I had a chance to attend the Ontario leaders’ debate in Thunder Bay hosted by the Northwestern Ontario Municipal Association, the Northwestern Ontario Associated Chambers of Commerce and the Northern Ontario Development Network.  I attended as a private citizen, paying my own conference fee.  In case you hadn’t already heard in the news, Ontario Conservative Party leader Tim Hudak and Ontario New Democratic Party leader Andrea Horwath were there, but Ontario Liberal leader Dalton McGuinty wasn’t.

I took a few notes, and thought I’d share some Ring of Fire highlights with you from the hour-long debate.

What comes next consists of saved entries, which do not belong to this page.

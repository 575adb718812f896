//! `ade-expiry-monitor` — one pass of the Azure Deployment Environments
//! expiration monitor.
//!
//! Reads `ade-monitor.toml` (or the path given with `--config`) layered under
//! `ADE_*` environment variables, lists every environment in the
//! subscription, notifies owners of environments that are expired or about to
//! expire, and posts a digest to the monitoring channel. Intended to be run
//! daily by a scheduler.
//!
//! ```sh
//! ADE_SUBSCRIPTION_ID=… ADE_SLACK_CHANNEL_ID=C0123 ade-expiry-monitor --simulate
//! ```

mod settings;

use std::{path::PathBuf, sync::Arc, time::Duration};

use ade_core::run::{Monitor, RunStatus};
use ade_devcenter::DevCenterSource;
use ade_slack::SlackMessenger;
use anyhow::Context as _;
use chrono::Utc;
use clap::Parser;
use settings::{PolicyKind, Settings};
use tracing::level_filters::LevelFilter;
use tracing_subscriber::EnvFilter;

#[derive(Parser)]
#[command(author, version, about = "Azure Deployment Environments expiration monitor")]
struct Cli {
  /// Path to the TOML configuration file.
  #[arg(short, long, default_value = "ade-monitor.toml")]
  config: PathBuf,

  /// Log Slack payloads instead of sending them.
  #[arg(long)]
  simulate: bool,

  /// Classification policy.
  #[arg(long, value_enum)]
  policy: Option<PolicyKind>,

  /// Warning window in days for the `window` policy.
  #[arg(long)]
  warn_days: Option<u32>,
}

#[tokio::main(flavor = "current_thread")]
async fn main() -> anyhow::Result<()> {
  tracing_subscriber::fmt()
    .with_env_filter(
      EnvFilter::builder()
        .with_default_directive(LevelFilter::INFO.into())
        .from_env_lossy(),
    )
    .init();

  let cli = Cli::parse();

  let mut settings = Settings::load(&cli.config).context("failed to read configuration")?;
  if cli.simulate {
    settings.simulate_send = true;
  }
  if let Some(policy) = cli.policy {
    settings.policy = policy;
  }
  if let Some(days) = cli.warn_days {
    settings.warn_days = days;
  }

  let monitor_config = settings.monitor_config().context("invalid configuration")?;
  let slack_config = settings.slack_config().context("invalid configuration")?;

  let client = reqwest::Client::builder()
    .timeout(Duration::from_secs(settings.request_timeout_secs))
    .build()
    .context("failed to build HTTP client")?;

  let credentials = Arc::new(settings.credentials(client.clone()));
  let source = DevCenterSource::new(client.clone(), credentials, settings.devcenter_config());
  let messenger = SlackMessenger::new(client, slack_config);

  if settings.simulate_send {
    tracing::info!("simulate mode: Slack messages will be logged, not sent");
  }

  let monitor = Monitor::new(source.clone(), source, messenger, monitor_config);
  let report = monitor.run(Utc::now()).await;

  tracing::info!(
    run_id = %report.run_id,
    status = ?report.status,
    fetched = report.fetched,
    attention = report.attention,
    owners_sent = report.owners.sent,
    owners_failed = report.owners.failed,
    owners_skipped = report.owners.skipped,
    digest_sent = report.digest_sent,
    "run finished"
  );
  for (group, count) in &report.counts {
    tracing::debug!(group = %group, count, "group size");
  }

  match (report.status, report.error) {
    (RunStatus::Failed, Some(error)) => Err(error).context("monitor run failed"),
    (RunStatus::Failed, None) => anyhow::bail!("monitor run failed"),
    _ => Ok(()),
  }
}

Hudak’s verbal commitments during the debate:

  • Sharing “mining tax revenues” on all new mines, as well as stumpage fees, with “host First Nations and host municipalities” (“host” is a new term to me in this context – it’s not in the northern platform document, and wasn’t explained in the debate)
  • Revoking the Far North Act  (without offering any specific alternative other than to say the focus will be on creating jobs, not “catering to southern Ontario special interests) – accused Horwath of offering a “Far North Act Junior” as an alternative
  • Having the Minister of Northern Development manage development in the Ring of Fire instead of what he referred to in a radio interview earlier in the day as a bureaucrat “hidden away in the system” (my recollection of the wording, not verbatim), referring to Ontario’s Ring of Fire co-ordinator
  • Being, if elected Premier, the “lead salesman” of the Ring of Fire’s benefits to Ontario and Canada
  • Continuing Northern Ontario Heritage Fund at $100M/year

 

Horwath verbal commitments during debate:

  • Revoking the Far North Act (without offering any specific alternative other than to say is to have FNs at the table, with everyone working together, not having different interests competing against each other)
  • Creating a $35M infrastructure fund, which could be a source of funds for infrastructure needed for developing the Ring of Fire
  • Continuing Northern Ontario Heritage Fund at $100M/year
  • Ensuring resources extracted in northern Ontario are processed in northern Ontario
  • Reducing electricity costs, in part, by re-combining five (?) entities that used to make up Ontario Hydro

If you were there, I’d love your comments on the exchange.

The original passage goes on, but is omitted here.